Le Parole dei Samurai – Secondo appuntamento

Dopo Tokugawa Ieyasu, oggi incontriamo Mōri Motonari: stratega spietato e maestro dell’intrigo. Dietro la celebre leggenda delle tre frecce (che racconteremo in futuro qui sul blog) si nasconde un uomo che sapeva quanto potesse costare la vera intelligenza: la solitudine. 

Mōri Motonari

Durante il periodo Sengoku, Mōri Motonari, che conquistò l’egemonia della regione del Chūgoku, è noto per l’aneddoto delle “tre frecce” in cui, mostrando tre frecce ai suoi tre figli, li esortò all’unità fraterna.
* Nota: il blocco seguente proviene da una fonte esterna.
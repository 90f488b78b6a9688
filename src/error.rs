//! Error types for the dxf-geom library

use std::io;
use thiserror::Error;

/// Main error type for conversion operations
#[derive(Debug, Error)]
pub enum DxfError {
    /// IO error occurred while reading the input stream
    #[error("IO error: {0}")]
    Io(#[from] io::Error),

    /// Error parsing the record stream
    #[error("Parse error: {0}")]
    Parse(String),

    /// The geometry sink rejected a payload
    #[error("Sink error: {0}")]
    Sink(String),

    /// Generic error with custom message
    #[error("{0}")]
    Custom(String),
}

/// Result type alias for conversion operations
pub type Result<T> = std::result::Result<T, DxfError>;

impl From<String> for DxfError {
    fn from(s: String) -> Self {
        DxfError::Custom(s)
    }
}

impl From<&str> for DxfError {
    fn from(s: &str) -> Self {
        DxfError::Custom(s.to_string())
    }
}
Tuttavia, questa storia si diffuse solo in epoca posteriore, poiché tra i suoi contemporanei Motonari era temuto come un maestro di intrighi, abile in spionaggio, disinformazione, corruzione e assassinii.

Per questo motivo, si dice anche che “nessuno al di fuori della famiglia e dei vassalli si fidava davvero di Motonari”.
A tale reputazione, Motonari rispose così:

“Chi possiede un’intelligenza superiore a quella degli altri e riesce a vedere con chiarezza i mutamenti dell’ordine e del disordine del mondo, non può avere un vero amico con cui condividere sinceramente il cuore.
Se si desidera un amico autentico, bisogna cercarlo nei mille anni passati o nei mille anni futuri.
Perché se colui che potrebbe essere un vero amico nasce nello stesso periodo, non diventerà amico, ma rivale: sarà un questione di uccidere o essere uccisi.”

Motonari fu uno dei grandi eroi del periodo Sengoku, ma ci ricorda che anche l’eroe è, in fondo, un uomo solo.

Le parole di Mōri Motonari ci parlano di una solitudine diversa da quella del fallimento: la solitudine della lucidità, di chi vede troppo chiaramente per potersi fidare. In un’epoca di caos, essere stratega significava spesso essere solo. Ma forse, proprio in quella distanza, Motonari trovò la chiave per sopravvivere più a lungo di molti altri.